L'extension du temps dévolu aux recherches fait également partie des améliorations souhaitables. Nous aimerions un délai porté à trois fois trois ans, de manière optionnelle. Il est important d'introduire un certain degré de souplesse dans le dispositif des tenure tracks, des contrats doctoraux et des contrats de mission.
L'environnement constitue enfin un élément à consolider : il n'est pas envisageable de parachuter quelqu'un dans un laboratoire. Il faut s'appuyer sur les modèles ERC et ATIP-Avenir, qui financent l'amélioration de l'environnement de travail, avec par exemple la possibilité de recruter un post-doctorant, de disposer de budgets pour l'achat de consommables, etc. Il est essentiel d'offrir une grande liberté à la recherche pendant ce moment clé et souvent extrêmement productif qu'est la période post-doctorale. Tous les chercheurs qui ont effectué un séjour aux États-Unis en retiennent un sentiment de grande liberté ainsi que de facilité à travailler et à produire. Le dispositif des tenure tracks va dans ce sens, et constitue donc une ouverture très importante.
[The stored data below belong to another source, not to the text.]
// Copyright 2025 Fernando Borretti
//
// Licensed under the Apache License, Version 2.0 (the "License");
// you may not use this file except in compliance with the License.
// You may obtain a copy of the License at
//
//     http://www.apache.org/licenses/LICENSE-2.0
//
// Unless required by applicable law or agreed to in writing, software
// distributed under the License is distributed on an "AS IS" BASIS,
// WITHOUT WARRANTIES OR CONDITIONS OF ANY KIND, either express or implied.
// See the License for the specific language governing permissions and
// limitations under the License.

pub mod generate;
pub mod serve;
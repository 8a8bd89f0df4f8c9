// Copyright 2025 Fernando Borretti
//
// Licensed under the Apache License, Version 2.0 (the "License");
// you may not use this file except in compliance with the License.
// You may obtain a copy of the License at
//
//     http://www.apache.org/licenses/LICENSE-2.0
//
// Unless required by applicable law or agreed to in writing, software
// distributed under the License is distributed on an "AS IS" BASIS,
// WITHOUT WARRANTIES OR CONDITIONS OF ANY KIND, either express or implied.
// See the License for the specific language governing permissions and
// limitations under the License.

use contagem_core::error::Fallible;
use contagem_core::instance::generate;

use crate::utils::clock_seed;

/// Print the full server-side instance for a seed, `correct` flags
/// included. For debugging and for seeding grading fixtures; never
/// exposed to quiz takers.
pub fn print_instance(seed: Option<i64>) -> Fallible<()> {
    let seed = match seed {
        Some(seed) => seed as u32,
        None => clock_seed(),
    };
    let instance = generate(seed)?;
    let json = serde_json::to_string_pretty(&instance)?;
    println!("{json}");
    Ok(())
}
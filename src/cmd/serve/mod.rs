// Copyright 2025 Fernando Borretti
//
// Licensed under the Apache License, Version 2.0 (the "License");
// you may not use this file except in compliance with the License.
// You may obtain a copy of the License at
//
//     http://www.apache.org/licenses/LICENSE-2.0
//
// Unless required by applicable law or agreed to in writing, software
// distributed under the License is distributed on an "AS IS" BASIS,
// WITHOUT WARRANTIES OR CONDITIONS OF ANY KIND, either express or implied.
// See the License for the specific language governing permissions and
// limitations under the License.

pub mod server;
mod template;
L'attractivité des hospitalo-universitaires est aussi tout à fait essentielle pour faire face à la « démédicalisation » très préjudiciable de la recherche en biologie - santé. Par exemple, la richesse de l'Inserm réside dans la dynamique des interactions existant entre les chercheurs amont et aval, indéniablement source d'innovation. Il faut attirer les chercheurs médicaux ou pharmaciens dans nos UMR. La création de chaires de professeurs juniors, qui s'inscrit dans les tenure tracks, est de ce point de vue un élément fondamental. La mobilité nous semble là aussi essentielle, pour lutter contre le mandarinat, préjudiciable en termes d'innovation. Il importe également de renforcer les contrats d'interface hospitaliers (CIH), dans la mesure où une part budgétaire de ceux-ci est reversée aux hôpitaux, ce qui permet de détacher réellement les jeunes médecins vers les laboratoires, afin qu'ils puissent se consacrer véritablement aux travaux de recherche.
Le rapport annexé reprend également la proposition que nous avions formulée sur les valences. Comme vous le savez, les trois valences, soin, enseignement et recherche, sont demandées pour les hospitalo-universitaires (HU), les maîtres de conférences des universités-praticien hospitalier (MCU-PH) et les professeurs d'université-praticien hospitalier (PU-PH). Nous estimons qu'il faudrait aller plus loin, en créant un compte individuel tout au long de la carrière, et en incluant dans la partie recherche un aspect de valorisation. Il peut en effet être intéressant pour un HU, lorsqu'il crée une innovation technologique ou découvre un nouveau produit, comme un biomarqueur, de se consacrer un temps à cette période de valorisation, dans la mesure où il connaît l'impact que peut avoir cette découverte et où il serait dommage de se passer de cette expertise.
Enfin, nous appelons à une véritable politique post-doctorale, insuffisamment apparente dans le projet. Ceci concerne bien évidemment l'accueil de chercheurs internationaux, qui doit certes comporter un aspect réglementaire, mais aussi inclure une dimension budgétaire, avec la définition de lignes spécifiques, permettant d'obtenir des allocations post-doctorales européennes et internationales, avec une certaine souplesse. Cet aspect est évidemment fondamental, puisqu'il permet d'attirer des talents, en espérant les garder par la suite.